La garantie est constituée par une caution solidaire donnée par un établissement de crédit, une société de financement ou une entreprise d'assurance agréés à cet effet.
En cas de défaillance du constructeur, dit l’article L 231-6, le garant doit prendre à sa charge :
a) Le coût des dépassements du prix convenu dès lors qu'ils sont nécessaires à l'achèvement de la construction, la garantie apportée à ce titre pouvant être assortie d'une franchise n'excédant pas 5 % du prix convenu ;
b) Les conséquences du fait du constructeur ayant abouti à un paiement anticipé ou à un supplément de prix ;
c) Les pénalités forfaitaires prévues au contrat en cas de retard de livraison excédant trente jours, le montant et le seuil minimum de ces pénalités étant fixés par décret.

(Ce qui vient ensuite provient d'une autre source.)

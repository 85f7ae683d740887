//! Play a scene, collect what it prints, and summarize.
//!
//! The run is a small state machine:
//!
//! ```text
//! Idle -> Playing -> PollingLoop -> StoppedEarly | DurationElapsed -> Draining -> Done
//! ```
//!
//! The polling loop wakes every [`POLL_INTERVAL`] and leaves early when an
//! error is captured (with `stop_on_error`) or the cancellation token fires.

use std::time::Duration;

use codot_core::host::{EditorHost, HostError};
use codot_events::EventType;
use serde::Serialize;
use serde_json::json;
use tokio::time::Instant;
use tokio_util::sync::CancellationToken;
use tracing::{debug, instrument, warn};

use crate::bridge::DebuggerBridge;
use crate::errors::DebuggerError;
use crate::log::{EntryFilter, LogEntry};

/// Polling period while the scene runs.
pub const POLL_INTERVAL: Duration = Duration::from_millis(100);

/// Parameters of one run.
#[derive(Clone, Debug)]
pub struct CaptureRequest {
    /// Scene to play; the editor's main scene when `None`.
    pub scene: Option<String>,
    /// How long to let it run.
    pub duration: Duration,
    /// Which entries to include in the summary.
    pub filter: EntryFilter,
    /// Stop as soon as an error is captured.
    pub stop_on_error: bool,
}

/// States of a run.
#[derive(Clone, Copy, Debug, PartialEq, Eq)]
pub enum RunPhase {
    /// Nothing started yet.
    Idle,
    /// Asking the host to play.
    Playing,
    /// Waiting for the duration to pass.
    PollingLoop,
    /// Left the loop before the duration passed.
    StoppedEarly,
    /// The full duration passed.
    DurationElapsed,
    /// Stopping the game and collecting entries.
    Draining,
    /// Finished.
    Done,
}

/// Result of a run.
#[derive(Clone, Debug, PartialEq, Serialize)]
pub struct CaptureSummary {
    /// Scene that was played.
    pub scene: Option<String>,
    /// Requested duration in seconds.
    pub duration: f64,
    /// Seconds actually spent running.
    pub elapsed: f64,
    /// Whether the run ended before `duration`.
    pub stopped_early: bool,
    /// Watermark taken before playing.
    pub since_id: u64,
    /// Highest entry id when the run finished.
    pub last_id: u64,
    /// Entries captured during the run that pass the filter.
    pub entries: Vec<LogEntry>,
    /// Errors captured during the run, regardless of filter.
    pub error_count: usize,
    /// Warnings captured during the run, regardless of filter.
    pub warning_count: usize,
    /// No errors were captured.
    pub success: bool,
}

/// Execute a run against `host`, reading output from `bridge`.
#[instrument(skip_all, fields(scene = request.scene.as_deref().unwrap_or("<main>"), duration = request.duration.as_secs_f64()))]
pub async fn run_and_capture(
    bridge: &DebuggerBridge,
    host: &dyn EditorHost,
    request: CaptureRequest,
    cancel: &CancellationToken,
) -> Result<CaptureSummary, DebuggerError> {
    let mut phase = RunPhase::Idle;
    let mut since_id = 0;
    let mut started = Instant::now();
    let mut elapsed = Duration::ZERO;
    let mut stopped_early = false;
    let mut summary = None;

    while phase != RunPhase::Done {
        debug!(?phase, "run_and_capture phase");
        phase = match phase {
            RunPhase::Idle => {
                if !host.is_available() {
                    return Err(HostError::Unavailable.into());
                }
                since_id = bridge.mark_position();
                RunPhase::Playing
            }
            RunPhase::Playing => {
                host.play(request.scene.clone())?;
                started = Instant::now();
                bridge.publish(EventType::GameStarted, json!({"scene": request.scene}));
                RunPhase::PollingLoop
            }
            RunPhase::PollingLoop => {
                let next = poll_until_done(bridge, &request, since_id, started, cancel).await;
                elapsed = started.elapsed();
                next
            }
            RunPhase::StoppedEarly => {
                stopped_early = true;
                RunPhase::Draining
            }
            RunPhase::DurationElapsed => RunPhase::Draining,
            RunPhase::Draining => {
                if host.is_playing() {
                    match host.stop() {
                        Ok(()) => bridge.publish(EventType::GameStopped, json!({"scene": request.scene})),
                        Err(err) => warn!(error = %err, "failed to stop game after capture"),
                    }
                }
                let page = bridge.get_entries(request.filter, since_id, usize::MAX);
                let (error_count, warning_count) = bridge.counts_since(since_id);
                summary = Some(CaptureSummary {
                    scene: request.scene.clone(),
                    duration: request.duration.as_secs_f64(),
                    elapsed: elapsed.as_secs_f64(),
                    stopped_early,
                    since_id,
                    last_id: page.latest_id,
                    entries: page.entries,
                    error_count,
                    warning_count,
                    success: error_count == 0,
                });
                RunPhase::Done
            }
            RunPhase::Done => RunPhase::Done,
        };
    }

    summary.ok_or_else(|| DebuggerError::InvalidArgument("capture finished without a summary".into()))
}

async fn poll_until_done(
    bridge: &DebuggerBridge,
    request: &CaptureRequest,
    since_id: u64,
    started: Instant,
    cancel: &CancellationToken,
) -> RunPhase {
    loop {
        if cancel.is_cancelled() {
            debug!("capture cancelled");
            return RunPhase::StoppedEarly;
        }
        if request.stop_on_error && bridge.counts_since(since_id).0 > 0 {
            debug!("error captured, stopping early");
            return RunPhase::StoppedEarly;
        }
        let spent = started.elapsed();
        if spent >= request.duration {
            return RunPhase::DurationElapsed;
        }
        let nap = POLL_INTERVAL.min(request.duration - spent);
        tokio::select! {
            () = tokio::time::sleep(nap) => {}
            () = cancel.cancelled() => {}
        }
    }
}

// ─────────────────────────────────────────────────────────────────────────────
// Tests
// ─────────────────────────────────────────────────────────────────────────────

La garantie de livraison cesse lorsque la réception des travaux a été constatée par écrit et, le cas échéant, à l'expiration du délai de huit jours prévu à l'article L 231-8 pour dénoncer les vices apparents ou, si des réserves ont été formulées, lorsque celles-ci ont été levées.

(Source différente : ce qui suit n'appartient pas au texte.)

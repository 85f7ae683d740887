//! Live client connections, keyed by id.
//!
//! A socket is counted as pending from the HTTP upgrade request until the
//! WebSocket handshake completes, then promoted to an open
//! [`ClientConnection`]. Both count against the connection limit.

use std::collections::HashMap;
use std::fmt;
use std::sync::Arc;
use std::sync::atomic::{AtomicUsize, Ordering};

use codot_core::ids::{ConnectionId, IdGenerator};
use codot_events::{Event, EventBus, EventSink};
use codot_rpc::{EventNotification, RpcResponse};
use metrics::{counter, gauge};
use parking_lot::RwLock;
use tokio::sync::mpsc;
use tracing::{debug, info, warn};

use super::connection::{ClientConnection, ConnectionState};
use crate::metrics::{WS_CONNECTIONS_ACTIVE, WS_DISCONNECTIONS_TOTAL, WS_SEND_DROPS_TOTAL};

/// Outcome of [`ConnectionRegistry::send_response`].
#[derive(Clone, Copy, Debug, PartialEq, Eq)]
pub enum SendStatus {
    /// Queued for the client.
    Sent,
    /// No such connection; it disconnected before the response was ready.
    NotFound,
    /// The connection's outbound queue was full or closed.
    Dropped,
}

/// Why a connection ended.
#[derive(Clone, Copy, Debug, PartialEq, Eq)]
pub enum DisconnectReason {
    /// The client sent a close frame or the stream ended.
    ClientClosed,
    /// Reading from the socket failed.
    SocketError,
    /// The client stopped answering pings.
    HeartbeatTimeout,
    /// The server is stopping.
    ServerShutdown,
}

impl DisconnectReason {
    /// Label used in logs and metrics.
    pub fn as_str(self) -> &'static str {
        match self {
            Self::ClientClosed => "client_closed",
            Self::SocketError => "socket_error",
            Self::HeartbeatTimeout => "heartbeat_timeout",
            Self::ServerShutdown => "server_shutdown",
        }
    }
}

impl fmt::Display for DisconnectReason {
    fn fmt(&self, f: &mut fmt::Formatter<'_>) -> fmt::Result {
        f.write_str(self.as_str())
    }
}

/// Callback run after a connection is removed.
pub trait DisconnectHook: Send + Sync {
    /// `id` has been removed from the registry.
    fn on_disconnect(&self, id: ConnectionId, reason: DisconnectReason);
}

/// Drops event subscriptions owned by a disconnected connection.
pub struct ClearSubscriptions {
    bus: Arc<EventBus>,
}

impl ClearSubscriptions {
    /// Hook clearing subscriptions on `bus`.
    pub fn new(bus: Arc<EventBus>) -> Self {
        Self { bus }
    }
}

impl DisconnectHook for ClearSubscriptions {
    fn on_disconnect(&self, id: ConnectionId, _reason: DisconnectReason) {
        let removed = self.bus.remove_owned_by(id);
        if removed > 0 {
            debug!(conn_id = %id, removed, "cleared subscriptions of disconnected client");
        }
    }
}

/// A reserved connection slot for a socket still in its handshake.
///
/// Dropping it without calling [`ConnectionRegistry::promote`] releases the
/// slot.
pub struct PendingConnection {
    pending: Arc<AtomicUsize>,
}

impl Drop for PendingConnection {
    fn drop(&mut self) {
        let _ = self.pending.fetch_sub(1, Ordering::AcqRel);
    }
}

impl fmt::Debug for PendingConnection {
    fn fmt(&self, f: &mut fmt::Formatter<'_>) -> fmt::Result {
        f.debug_struct("PendingConnection").finish_non_exhaustive()
    }
}

/// Registry of open client connections.
pub struct ConnectionRegistry {
    ids: IdGenerator,
    max_connections: usize,
    pending: Arc<AtomicUsize>,
    connections: RwLock<HashMap<ConnectionId, Arc<ClientConnection>>>,
    hooks: RwLock<Vec<Arc<dyn DisconnectHook>>>,
}

impl ConnectionRegistry {
    /// Create a registry admitting at most `max_connections` sockets.
    pub fn new(max_connections: usize) -> Self {
        Self {
            ids: IdGenerator::new(),
            max_connections,
            pending: Arc::new(AtomicUsize::new(0)),
            connections: RwLock::new(HashMap::new()),
            hooks: RwLock::new(Vec::new()),
        }
    }

    /// Install a disconnect hook.
    pub fn add_disconnect_hook(&self, hook: Arc<dyn DisconnectHook>) {
        self.hooks.write().push(hook);
    }

    /// Reserve a slot for a socket that is about to upgrade. `None` when
    /// the limit is reached.
    pub fn try_reserve(&self) -> Option<PendingConnection> {
        let open = self.connections.read().len();
        let reserved = self
            .pending
            .fetch_update(Ordering::AcqRel, Ordering::Acquire, |pending| {
                (open + pending < self.max_connections).then_some(pending + 1)
            })
            .is_ok();
        reserved.then(|| PendingConnection {
            pending: Arc::clone(&self.pending),
        })
    }

    /// Complete the handshake: assign the next id and register the open
    /// connection.
    pub fn promote(&self, slot: PendingConnection, tx: mpsc::Sender<String>) -> Arc<ClientConnection> {
        let id: ConnectionId = self.ids.next();
        let connection = Arc::new(ClientConnection::new(id, tx));
        connection.set_state(ConnectionState::Open);
        let _ = self.connections.write().insert(id, Arc::clone(&connection));
        drop(slot);
        gauge!(WS_CONNECTIONS_ACTIVE).increment(1.0);
        info!(conn_id = %id, "client connected");
        connection
    }

    /// Remove a connection and run disconnect hooks. Returns `false` when
    /// it was already gone.
    pub fn disconnect(&self, id: ConnectionId, reason: DisconnectReason) -> bool {
        let Some(connection) = self.connections.write().remove(&id) else {
            return false;
        };
        connection.set_state(ConnectionState::Closed);
        gauge!(WS_CONNECTIONS_ACTIVE).decrement(1.0);
        counter!(WS_DISCONNECTIONS_TOTAL, "reason" => reason.as_str()).increment(1);
        info!(
            conn_id = %id,
            %reason,
            age_secs = connection.age().as_secs_f64(),
            dropped = connection.drop_count(),
            "client disconnected"
        );
        let hooks: Vec<Arc<dyn DisconnectHook>> = self.hooks.read().clone();
        for hook in hooks {
            hook.on_disconnect(id, reason);
        }
        true
    }

    /// Close every connection and clear the registry. Idempotent.
    pub fn close_all(&self) -> usize {
        let ids: Vec<ConnectionId> = {
            let conns = self.connections.read();
            for conn in conns.values() {
                conn.set_state(ConnectionState::Closing);
            }
            conns.keys().copied().collect()
        };
        ids.into_iter()
            .filter(|id| self.disconnect(*id, DisconnectReason::ServerShutdown))
            .count()
    }

    /// Look up an open connection.
    pub fn get(&self, id: ConnectionId) -> Option<Arc<ClientConnection>> {
        self.connections.read().get(&id).cloned()
    }

    /// Serialize `response` and queue it on connection `id`.
    pub fn send_response(&self, id: ConnectionId, response: &RpcResponse) -> SendStatus {
        let Some(connection) = self.get(id) else {
            debug!(conn_id = %id, "response for unknown connection discarded");
            return SendStatus::NotFound;
        };
        if connection.send_json(response) {
            SendStatus::Sent
        } else {
            counter!(WS_SEND_DROPS_TOTAL).increment(1);
            warn!(conn_id = %id, "failed to enqueue response (queue full or closed)");
            SendStatus::Dropped
        }
    }

    /// Open connections.
    pub fn connection_count(&self) -> usize {
        self.connections.read().len()
    }

    /// Sockets still in their handshake.
    pub fn pending_count(&self) -> usize {
        self.pending.load(Ordering::Acquire)
    }

    /// Ids of open connections, ascending.
    pub fn ids(&self) -> Vec<ConnectionId> {
        let mut ids: Vec<ConnectionId> = self.connections.read().keys().copied().collect();
        ids.sort();
        ids
    }
}

impl EventSink for ConnectionRegistry {
    fn deliver(&self, connection: ConnectionId, event: &Event) -> bool {
        let Some(conn) = self.get(connection) else {
            return false;
        };
        let delivered = conn.send_json(&EventNotification::new(event));
        if !delivered {
            counter!(WS_SEND_DROPS_TOTAL).increment(1);
            debug!(conn_id = %connection, seq = event.seq, "event push dropped");
        }
        delivered
    }
}

#[cfg(test)]
mod tests {
    use super::*;
    use codot_events::{EventFilter, EventType, SubscribeOptions};
    use parking_lot::Mutex;
    use serde_json::{Value, json};

    #[derive(Default)]
    struct RecordingHook {
        calls: Mutex<Vec<(ConnectionId, DisconnectReason)>>,
    }

    impl DisconnectHook for RecordingHook {
        fn on_disconnect(&self, id: ConnectionId, reason: DisconnectReason) {
            self.calls.lock().push((id, reason));
        }
    }

    fn open(reg: &ConnectionRegistry) -> (Arc<ClientConnection>, mpsc::Receiver<String>) {
        let (tx, rx) = mpsc::channel(8);
        let slot = reg.try_reserve().unwrap();
        (reg.promote(slot, tx), rx)
    }

    #[test]
    fn promote_opens_and_disconnect_closes() {
        let reg = ConnectionRegistry::new(2);
        let (conn, _rx) = open(&reg);
        assert_eq!(conn.state(), ConnectionState::Open);
        assert!(reg.disconnect(conn.id, DisconnectReason::ClientClosed));
        assert_eq!(conn.state(), ConnectionState::Closed);
    }

    #[test]
    fn ids_are_monotonic_and_never_reused() {
        let reg = ConnectionRegistry::new(8);
        let (a, _ra) = open(&reg);
        let (b, _rb) = open(&reg);
        assert!(reg.disconnect(a.id, DisconnectReason::ClientClosed));
        let (c, _rc) = open(&reg);
        assert!(a.id < b.id && b.id < c.id);
        assert_eq!(reg.ids(), vec![b.id, c.id]);
    }

    #[test]
    fn pending_slots_count_against_limit() {
        let reg = ConnectionRegistry::new(2);
        let first = reg.try_reserve().unwrap();
        let _second = reg.try_reserve().unwrap();
        assert_eq!(reg.pending_count(), 2);
        assert!(reg.try_reserve().is_none());

        // a failed handshake releases its slot
        drop(first);
        assert_eq!(reg.pending_count(), 1);
        assert!(reg.try_reserve().is_some());
    }

    #[test]
    fn promote_moves_pending_to_open() {
        let reg = ConnectionRegistry::new(1);
        let (conn, _rx) = open(&reg);
        assert_eq!(reg.pending_count(), 0);
        assert_eq!(reg.connection_count(), 1);
        assert_eq!(conn.state(), ConnectionState::Open);
        assert!(reg.try_reserve().is_none());
    }

    #[tokio::test]
    async fn send_response_statuses() {
        let reg = ConnectionRegistry::new(4);
        let (conn, mut rx) = open(&reg);
        let resp = RpcResponse::success(json!(7), json!({"ok": true}));
        assert_eq!(reg.send_response(conn.id, &resp), SendStatus::Sent);
        let frame: Value = serde_json::from_str(&rx.recv().await.unwrap()).unwrap();
        assert_eq!(frame["id"], 7);

        assert_eq!(
            reg.send_response(ConnectionId::new(999), &resp),
            SendStatus::NotFound
        );

        drop(rx);
        assert_eq!(reg.send_response(conn.id, &resp), SendStatus::Dropped);
    }

    #[test]
    fn disconnect_runs_hooks_once() {
        let reg = ConnectionRegistry::new(4);
        let hook = Arc::new(RecordingHook::default());
        reg.add_disconnect_hook(hook.clone());
        let (conn, _rx) = open(&reg);
        assert!(reg.disconnect(conn.id, DisconnectReason::SocketError));
        assert!(!reg.disconnect(conn.id, DisconnectReason::SocketError));
        assert_eq!(conn.state(), ConnectionState::Closed);
        assert_eq!(
            *hook.calls.lock(),
            vec![(conn.id, DisconnectReason::SocketError)]
        );
    }

    #[test]
    fn close_all_clears_registry() {
        let reg = ConnectionRegistry::new(4);
        let hook = Arc::new(RecordingHook::default());
        reg.add_disconnect_hook(hook.clone());
        let (_a, _ra) = open(&reg);
        let (_b, _rb) = open(&reg);
        assert_eq!(reg.close_all(), 2);
        assert_eq!(reg.connection_count(), 0);
        assert_eq!(reg.close_all(), 0);
        assert!(hook
            .calls
            .lock()
            .iter()
            .all(|(_, r)| *r == DisconnectReason::ServerShutdown));
    }

    #[tokio::test]
    async fn pushes_events_to_subscribed_connection() {
        let reg = Arc::new(ConnectionRegistry::new(4));
        let bus = EventBus::default();
        bus.set_sink(&reg);
        let (conn, mut rx) = open(&reg);
        let _ = bus
            .subscribe(
                "watcher",
                "scene_changed",
                EventFilter::default(),
                SubscribeOptions {
                    connection: Some(conn.id),
                    push: true,
                },
            )
            .unwrap();
        let _ = bus.publish(EventType::SceneChanged, json!({"path": "res://main.tscn"}));

        let frame: Value = serde_json::from_str(&rx.recv().await.unwrap()).unwrap();
        assert_eq!(frame["type"], "event");
        assert_eq!(frame["event"]["type"], "scene_changed");
        assert_eq!(frame["event"]["data"]["path"], "res://main.tscn");
        // still pollable
        assert_eq!(bus.poll("watcher", 10, false).len(), 1);
    }

    #[test]
    fn clear_subscriptions_hook() {
        let reg = ConnectionRegistry::new(4);
        let bus = Arc::new(EventBus::default());
        reg.add_disconnect_hook(Arc::new(ClearSubscriptions::new(bus.clone())));
        let (conn, _rx) = open(&reg);
        let _ = bus
            .subscribe(
                &conn.id.to_string(),
                "node_added",
                EventFilter::default(),
                SubscribeOptions {
                    connection: Some(conn.id),
                    push: false,
                },
            )
            .unwrap();
        assert!(bus.has_client("conn_1"));
        let _ = reg.disconnect(conn.id, DisconnectReason::ClientClosed);
        assert!(!bus.has_client("conn_1"));
    }
}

Dans l’affaire qui a donné lieu à l’arrêt rendu par la Cour de cassation le 13 avril 2023 (Cass, 3ème civ, 13 avril 2023, n° 21-21.106, publié), qui est destiné à la publication, les maîtres de l’ouvrage avaient assigné le garant de livraison à prix et délais convenus à la suite d’une expertise judiciaire, du fait de la défaillance du constructeur, afin de solliciter le paiement du coût de la démolition et de la reconstruction de leur immeuble, outre l’indemnisation de différents chefs de préjudices.
La cour d’appel de Riom avait alors condamné in solidum le constructeur et le garant au paiement de sommes au titre des travaux réservés par les maîtres de l’ouvrage et des travaux connexes réalisés en pure perte, alors qu’il avait été soutenu qu’ils n’étaient pas nécessaires à l’achèvement de la construction, ainsi qu’au paiement des frais de déménagement et de location, alors qu’il avait été soutenu que le garant n’avait pas à couvrir ce type de préjudice.
Très logiquement, dans son arrêt en date du 13 avril 2023, la Cour de cassation a rappelé quelques principes essentiels.
1. L’article L 231-6 a) du code de la construction et de l’habitation dispose qu’en cas de défaillance du constructeur le garant doit prendre à sa charge « le coût des dépassements du prix convenu dès lors qu'ils sont nécessaires à l'achèvement de la construction ».
En premier lieu, la jurisprudence a déjà précisé que la notion de dépassement du prix convenu, objet de la garantie de livraison, est constituée par « la différence entre le coût réel de la construction et le prix global stipulé au contrat » (Cass, 3ème civ, 7 octobre 2008, n° 07-17.623).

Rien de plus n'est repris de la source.